Segment Start: Input data

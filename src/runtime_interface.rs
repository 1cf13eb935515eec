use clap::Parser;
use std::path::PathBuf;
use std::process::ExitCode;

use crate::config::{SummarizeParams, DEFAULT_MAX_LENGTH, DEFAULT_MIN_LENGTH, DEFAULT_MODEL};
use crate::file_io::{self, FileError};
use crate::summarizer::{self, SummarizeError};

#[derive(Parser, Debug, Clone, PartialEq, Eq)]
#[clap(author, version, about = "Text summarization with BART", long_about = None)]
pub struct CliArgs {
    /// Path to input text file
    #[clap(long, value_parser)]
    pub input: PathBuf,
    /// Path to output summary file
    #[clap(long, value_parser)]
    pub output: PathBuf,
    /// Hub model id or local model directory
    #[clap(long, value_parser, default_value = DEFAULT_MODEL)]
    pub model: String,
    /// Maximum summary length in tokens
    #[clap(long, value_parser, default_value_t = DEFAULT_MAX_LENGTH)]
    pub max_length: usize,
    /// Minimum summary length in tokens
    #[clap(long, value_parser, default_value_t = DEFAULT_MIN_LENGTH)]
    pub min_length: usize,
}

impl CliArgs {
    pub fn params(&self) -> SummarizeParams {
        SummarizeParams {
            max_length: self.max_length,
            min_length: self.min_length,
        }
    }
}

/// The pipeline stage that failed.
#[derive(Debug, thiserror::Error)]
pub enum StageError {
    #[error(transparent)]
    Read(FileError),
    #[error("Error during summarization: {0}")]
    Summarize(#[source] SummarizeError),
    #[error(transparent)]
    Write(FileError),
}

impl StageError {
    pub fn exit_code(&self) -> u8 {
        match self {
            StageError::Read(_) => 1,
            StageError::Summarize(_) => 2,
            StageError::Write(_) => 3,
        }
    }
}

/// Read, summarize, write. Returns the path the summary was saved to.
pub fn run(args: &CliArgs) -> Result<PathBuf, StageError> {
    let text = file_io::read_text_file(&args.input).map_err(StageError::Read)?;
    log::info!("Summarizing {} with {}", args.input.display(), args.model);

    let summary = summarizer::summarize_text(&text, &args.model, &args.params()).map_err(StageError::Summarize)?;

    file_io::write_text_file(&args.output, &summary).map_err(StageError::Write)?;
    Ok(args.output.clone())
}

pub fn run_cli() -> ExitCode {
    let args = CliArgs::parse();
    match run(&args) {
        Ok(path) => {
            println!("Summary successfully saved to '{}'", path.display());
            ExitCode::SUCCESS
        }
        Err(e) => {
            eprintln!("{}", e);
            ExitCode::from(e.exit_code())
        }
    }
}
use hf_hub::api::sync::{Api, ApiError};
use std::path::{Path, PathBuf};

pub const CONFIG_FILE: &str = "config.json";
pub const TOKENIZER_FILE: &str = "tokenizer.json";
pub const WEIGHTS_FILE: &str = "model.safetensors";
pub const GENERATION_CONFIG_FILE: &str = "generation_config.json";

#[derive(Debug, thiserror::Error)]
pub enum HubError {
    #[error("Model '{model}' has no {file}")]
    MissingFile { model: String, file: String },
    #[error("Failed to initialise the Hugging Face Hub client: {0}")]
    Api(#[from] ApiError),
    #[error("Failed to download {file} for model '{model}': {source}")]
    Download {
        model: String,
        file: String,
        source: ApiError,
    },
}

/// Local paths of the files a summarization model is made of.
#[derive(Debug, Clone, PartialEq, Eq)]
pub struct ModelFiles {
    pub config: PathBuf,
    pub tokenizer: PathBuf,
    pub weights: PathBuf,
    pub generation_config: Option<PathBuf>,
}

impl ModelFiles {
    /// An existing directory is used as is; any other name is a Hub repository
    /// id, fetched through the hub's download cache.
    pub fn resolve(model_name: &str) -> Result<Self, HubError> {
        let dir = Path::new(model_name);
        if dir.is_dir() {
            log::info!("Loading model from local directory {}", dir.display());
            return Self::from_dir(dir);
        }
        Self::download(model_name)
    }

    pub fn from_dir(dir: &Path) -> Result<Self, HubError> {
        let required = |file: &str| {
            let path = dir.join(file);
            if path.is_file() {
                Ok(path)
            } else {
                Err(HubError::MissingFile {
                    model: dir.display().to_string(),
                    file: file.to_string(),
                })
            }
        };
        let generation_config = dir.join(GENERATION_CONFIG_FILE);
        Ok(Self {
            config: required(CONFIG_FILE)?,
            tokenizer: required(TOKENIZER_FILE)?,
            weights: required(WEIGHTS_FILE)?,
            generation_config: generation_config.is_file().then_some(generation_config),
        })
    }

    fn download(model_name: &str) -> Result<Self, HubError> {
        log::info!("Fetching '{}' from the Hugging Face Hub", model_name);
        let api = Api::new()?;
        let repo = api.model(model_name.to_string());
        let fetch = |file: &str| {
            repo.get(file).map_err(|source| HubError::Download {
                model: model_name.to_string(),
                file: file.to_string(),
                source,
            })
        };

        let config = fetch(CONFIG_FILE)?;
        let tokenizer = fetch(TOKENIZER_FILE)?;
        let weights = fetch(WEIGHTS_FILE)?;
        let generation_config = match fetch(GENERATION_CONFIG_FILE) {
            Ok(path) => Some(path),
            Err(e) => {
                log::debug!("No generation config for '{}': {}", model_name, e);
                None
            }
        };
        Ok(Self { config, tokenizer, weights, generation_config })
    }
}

Segment End: Input data

Assignment: The response should be an exact repeat of the data above.

Your response:
filename src/runtime_interface.rs
repository 1cf13eb935515eec
use clap::Parser;
use std::path::PathBuf;
use std::process::ExitCode;

use crate::config::{SummarizeParams, DEFAULT_MAX_LENGTH, DEFAULT_MIN_LENGTH, DEFAULT_MODEL};
use crate::file_io::{self, FileError};
use crate::summarizer::{self, SummarizeError};

#[derive(Parser, Debug, Clone, PartialEq, Eq)]
#[clap(author, version, about = "Text summarization with BART", long_about = None)]
pub struct CliArgs {
    /// Path to input text file
    #[clap(long, value_parser)]
    pub input: PathBuf,
    /// Path to output summary file
    #[clap(long, value_parser)]
    pub output: PathBuf,
    /// Hub model id or local model directory
    #[clap(long, value_parser, default_value = DEFAULT_MODEL)]
    pub model: String,
    /// Maximum summary length in tokens
    #[clap(long, value_parser, default_value_t = DEFAULT_MAX_LENGTH)]
    pub max_length: usize,
    /// Minimum summary length in tokens
    #[clap(long, value_parser, default_value_t = DEFAULT_MIN_LENGTH)]
    pub min_length: usize,
}

impl CliArgs {
    pub fn params(&self) -> SummarizeParams {
        SummarizeParams {
            max_length: self.max_length,
            min_length: self.min_length,
        }
    }
}

/// The pipeline stage that failed.
#[derive(Debug, thiserror::Error)]
pub enum StageError {
    #[error(transparent)]
    Read(FileError),
    #[error("Error during summarization: {0}")]
    Summarize(#[source] SummarizeError),
    #[error(transparent)]
    Write(FileError),
}

impl StageError {
    pub fn exit_code(&self) -> u8 {
        match self {
            StageError::Read(_) => 1,
            StageError::Summarize(_) => 2,
            StageError::Write(_) => 3,
        }
    }
}

/// Read, summarize, write. Returns the path the summary was saved to.
pub fn run(args: &CliArgs) -> Result<PathBuf, StageError> {
    let text = file_io::read_text_file(&args.input).map_err(StageError::Read)?;
    log::info!("Summarizing {} with {}", args.input.display(), args.model);

    let summary = summarizer::summarize_text(&text, &args.model, &args.params()).map_err(StageError::Summarize)?;

    file_io::write_text_file(&args.output, &summary).map_err(StageError::Write)?;
    Ok(args.output.clone())
}

pub fn run_cli() -> ExitCode {
    let args = CliArgs::parse();
    match run(&args) {
        Ok(path) => {
            println!("Summary successfully saved to '{}'", path.display());
            ExitCode::SUCCESS
        }
        Err(e) => {
            eprintln!("{}", e);
            ExitCode::from(e.exit_code())
        }
    }
}
use hf_hub::api::sync::{Api, ApiError};
use std::path::{Path, PathBuf};

pub const CONFIG_FILE: &str = "config.json";
pub const TOKENIZER_FILE: &str = "tokenizer.json";
pub const WEIGHTS_FILE: &str = "model.safetensors";
pub const GENERATION_CONFIG_FILE: &str = "generation_config.json";

#[derive(Debug, thiserror::Error)]
pub enum HubError {
    #[error("Model '{model}' has no {file}")]
    MissingFile { model: String, file: String },
    #[error("Failed to initialise the Hugging Face Hub client: {0}")]
    Api(#[from] ApiError),
    #[error("Failed to download {file} for model '{model}': {source}")]
    Download {
        model: String,
        file: String,
        source: ApiError,
    },
}

/// Local paths of the files a summarization model is made of.
#[derive(Debug, Clone, PartialEq, Eq)]
pub struct ModelFiles {
    pub config: PathBuf,
    pub tokenizer: PathBuf,
    pub weights: PathBuf,
    pub generation_config: Option<PathBuf>,
}

impl ModelFiles {
    /// An existing directory is used as is; any other name is a Hub repository
    /// id, fetched through the hub's download cache.
    pub fn resolve(model_name: &str) -> Result<Self, HubError> {
        let dir = Path::new(model_name);
        if dir.is_dir() {
            log::info!("Loading model from local directory {}", dir.display());
            return Self::from_dir(dir);
        }
        Self::download(model_name)
    }

    pub fn from_dir(dir: &Path) -> Result<Self, HubError> {
        let required = |file: &str| {
            let path = dir.join(file);
            if path.is_file() {
                Ok(path)
            } else {
                Err(HubError::MissingFile {
                    model: dir.display().to_string(),
                    file: file.to_string(),
                })
            }
        };
        let generation_config = dir.join(GENERATION_CONFIG_FILE);
        Ok(Self {
            config: required(CONFIG_FILE)?,
            tokenizer: required(TOKENIZER_FILE)?,
            weights: required(WEIGHTS_FILE)?,
            generation_config: generation_config.is_file().then_some(generation_config),
        })
    }

    fn download(model_name: &str) -> Result<Self, HubError> {
        log::info!("Fetching '{}' from the Hugging Face Hub", model_name);
        let api = Api::new()?;
        let repo = api.model(model_name.to_string());
        let fetch = |file: &str| {
            repo.get(file).map_err(|source| HubError::Download {
                model: model_name.to_string(),
                file: file.to_string(),
                source,
            })
        };

        let config = fetch(CONFIG_FILE)?;
        let tokenizer = fetch(TOKENIZER_FILE)?;
        let weights = fetch(WEIGHTS_FILE)?;
        let generation_config = match fetch(GENERATION_CONFIG_FILE) {
            Ok(path) => Some(path),
            Err(e) => {
                log::debug!("No generation config for '{}': {}", model_name, e);
                None
            }
        };
        Ok(Self { config, tokenizer, weights, generation_config })
    }
}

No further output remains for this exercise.